A space station in the shape of a metal head called the Death Mask has a malfunction and creates an anomaly that literally displaces a portion of Japan and Texas (!?) to another time altogether. In the wake of this sudden and unexplainable event, humanity spends years trying to figure out what happened, and it is deduced (somehow in a very rushed explanation by a guy who’s a dead ringer for Leonard Nemoy as Spock, complete with the Vulcan hairline and pointy ears) that the Death Mask sent those portions of those particular cities 10,000 years into the future. A time machine is prepared, and a young astronaut named Gai is sent to the time and region where the Death Mask displaced a portion of the population and structures, but he is not altogether unpleasantly surprised to find that he has a stowaway in a scrappy kid named Taro, who goes with him and bugs him to no end. The two of them land 10,000 years in the future, a post-apocalyptic wasteland with a fledgling human population that coexists with all sorts of huge mutated creatures, including a fire-breathing dragon. Gai and Taro are captured by wasteland warriors who deposit them in a despot’s gladiator arena, where they shock the despot – a bald, eye patch-wearing villain named Pilar – with their strength. Pilar, whose god is the Death Mask still floating above the atmosphere and calls all the shots on the wasteland earth, has been looking for a mate, and he’s only just chosen a purple-haired spitfire named Prime Rose, but when Gai and Taro show up, they help her escape Pilar’s realm, where she’s taken under the wing of a cranky old warrior, who spends the next few months training her to be a great swordswoman. Meanwhile, Gai and Taro have their own trials and tribulations (Gai loses an eye in combat, etc.), but by the time Prime Rose has gotten stronger (and sexier with a Taarna-style outfit for fans of Heavy Metal), she must fend for herself after her tutor is killed by the dragon, setting the stage for her to use her new skills against the dragon … and Pilar, whom she must face in the gladiator arena. Ultimately, it’s not Gai who saves the day (and the world), but Prime Rose, but the story takes a twist when she’s turned to stone and Gai has to choose whether or not to return to his own time, or stay with this warrior girl he’s grown to love, but because she’s basically become a sleeping beauty, he has to wait until she wakes up (which takes months) from her stony condition.

 

There’s a lot going on in this anime movie with swords, dragons, mutant monsters, goofball humor, combat, outer space stuff, and typically childish looking animation for a Japanese-produced film of its era, but it gets its wires a little crossed with a splash of rather eyebrow-raising nudity that comes out of left field for the horny teenage (and adults, I guess, I dunno) audience it’s intended for. Basically, this is more or less the type of thing fans of the Heavy Metal movie and comic books would enjoy, and even I found myself trying to “get into it,” despite the fact that anime in general has always perplexed and annoyed me on the whole.
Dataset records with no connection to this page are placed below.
use blockbook_wallet_sync::config::ExplorerConfig;
use blockbook_wallet_sync::indexer::BlockbookClient;
use blockbook_wallet_sync::utils::format_coin_amount;
use blockbook_wallet_sync::wallet::sync::{LoggingEventHandler, run_tick};
use blockbook_wallet_sync::wallet::{SyncCoordinator, WatchOnlyKey};
use std::sync::Arc;
use tracing::{error, info, warn};

/// Number of history entries printed once the history is complete.
const SHOW_LATEST: usize = 10;

#[tokio::main(flavor = "current_thread")]
async fn main() {
	tracing_subscriber::fmt()
		.with_env_filter(
			tracing_subscriber::EnvFilter::from_default_env()
				.add_directive(tracing::Level::INFO.into()),
		)
		.with_target(false)
		.with_thread_ids(false)
		.with_thread_names(false)
		.with_file(false)
		.with_line_number(false)
		.with_timer(tracing_subscriber::fmt::time::time())
		.init();

	info!("Starting explorer sync service");
	let config = ExplorerConfig::from_env();

	let Some(key) = watch_only_key_from_env() else {
		error!("Set WALLET_XPUB (optionally WALLET_HARDWARE=1) or WALLET_ADDRESS");
		std::process::exit(1);
	};

	let client = match BlockbookClient::new(&config) {
		Ok(client) => client,
		Err(e) => {
			error!("Failed to create explorer client: {}", e);
			std::process::exit(1);
		}
	};

	let coordinator = SyncCoordinator::new(Arc::new(client), config.chain.clone(), config.sync.clone());
	coordinator
		.register_handler(Box::new(LoggingEventHandler))
		.await;

	if let Err(e) = coordinator.set_master_key(Arc::new(key)).await {
		error!("Failed to load wallet key: {}", e);
		std::process::exit(1);
	}

	let mut interval = tokio::time::interval(config.sync.poll_interval);
	let mut reported_complete = false;

	loop {
		interval.tick().await;

		match run_tick(&coordinator).await {
			Ok(true) => match coordinator.enrich_utxos().await {
				Ok(utxos) => {
					let total: u64 = utxos.iter().map(|utxo| utxo.sats).sum();
					info!(
						"{} spendable outputs, balance {} (last address index {})",
						utxos.len(),
						format_coin_amount(total),
						coordinator.last_wallet()
					);
				}
				Err(e) => error!("Failed to resolve UTXOs: {}", e),
			},
			Ok(false) => {}
			Err(e) => warn!(
				"Explorer unavailable, next attempt in {:?}: {}",
				config.sync.poll_interval, e
			),
		}

		if !reported_complete && coordinator.is_history_synced().await {
			reported_complete = true;
			info!("{}", coordinator.progress_stats().await.summary());
			for entry in coordinator.history().await.iter().take(SHOW_LATEST) {
				info!("{}", entry);
			}
		}
	}
}

fn watch_only_key_from_env() -> Option<WatchOnlyKey> {
	if let Ok(xpub) = std::env::var("WALLET_XPUB") {
		let hardware = std::env::var("WALLET_HARDWARE")
			.map(|value| matches!(value.as_str(), "1" | "true" | "yes"))
			.unwrap_or(false);
		return Some(WatchOnlyKey::Xpub { xpub, hardware });
	}
	std::env::var("WALLET_ADDRESS").ok().map(WatchOnlyKey::Address)
}
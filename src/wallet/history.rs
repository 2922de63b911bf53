//! User-facing transaction history records.

use crate::config::COIN;
use crate::utils::format_coin_amount;
use chrono::{DateTime, Utc};
use serde::{Deserialize, Serialize};
use std::fmt;

/// What a transaction did from the wallet's point of view.
#[derive(Debug, Clone, Copy, PartialEq, Eq, Hash, Serialize, Deserialize)]
pub enum HistoricalTxType {
	Unknown,
	Stake,
	Delegation,
	Undelegation,
	Received,
	Sent,
}

impl fmt::Display for HistoricalTxType {
	fn fmt(&self, f: &mut fmt::Formatter<'_>) -> fmt::Result {
		let label = match self {
			HistoricalTxType::Unknown => "unknown",
			HistoricalTxType::Stake => "stake",
			HistoricalTxType::Delegation => "delegation",
			HistoricalTxType::Undelegation => "undelegation",
			HistoricalTxType::Received => "received",
			HistoricalTxType::Sent => "sent",
		};
		f.write_str(label)
	}
}

/// A classified transaction.
///
/// The amount is always the absolute value moved; direction lives in `tx_type`.
#[derive(Debug, Clone, PartialEq, Eq, Serialize, Deserialize)]
pub struct HistoricalTx {
	pub tx_type: HistoricalTxType,
	/// The transaction hash.
	pub id: String,
	/// Input addresses.
	pub senders: Vec<String>,
	/// Output addresses, or the single delegation target.
	pub receivers: Vec<String>,
	/// The transaction creates shielded outputs.
	pub shielded_outputs: bool,
	/// Block time as a unix timestamp.
	pub time: i64,
	/// `None` while unconfirmed.
	pub block_height: Option<u64>,
	/// Absolute amount in satoshis, never zero.
	pub amount_sats: u64,
}

impl HistoricalTx {
	/// Amount in whole coins.
	pub fn amount(&self) -> f64 {
		self.amount_sats as f64 / COIN as f64
	}

	pub fn timestamp(&self) -> Option<DateTime<Utc>> {
		DateTime::from_timestamp(self.time, 0)
	}
}

impl fmt::Display for HistoricalTx {
	fn fmt(&self, f: &mut fmt::Formatter<'_>) -> fmt::Result {
		let when = self
			.timestamp()
			.map(|t| t.format("%Y-%m-%d %H:%M").to_string())
			.unwrap_or_else(|| "pending".to_string());
		write!(
			f,
			"{} {} {} ({})",
			when,
			self.tx_type,
			format_coin_amount(self.amount_sats),
			self.id
		)
	}
}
It’s similar in some ways to Nausicaa of the Valley of the Wind, but not nearly as ambitious or imaginative, but it’s in that vein, and if you’re a fan of post-apocalyptic anime, it should scratch that itch. Directed by Satoshi Dezaki.

 

AnimEigo has just released a Blu-ray edition of Prime Rose, and it comes in a full-frame, high definition transfer. Bonus features include trailers, an English dub track, and some dub outtakes.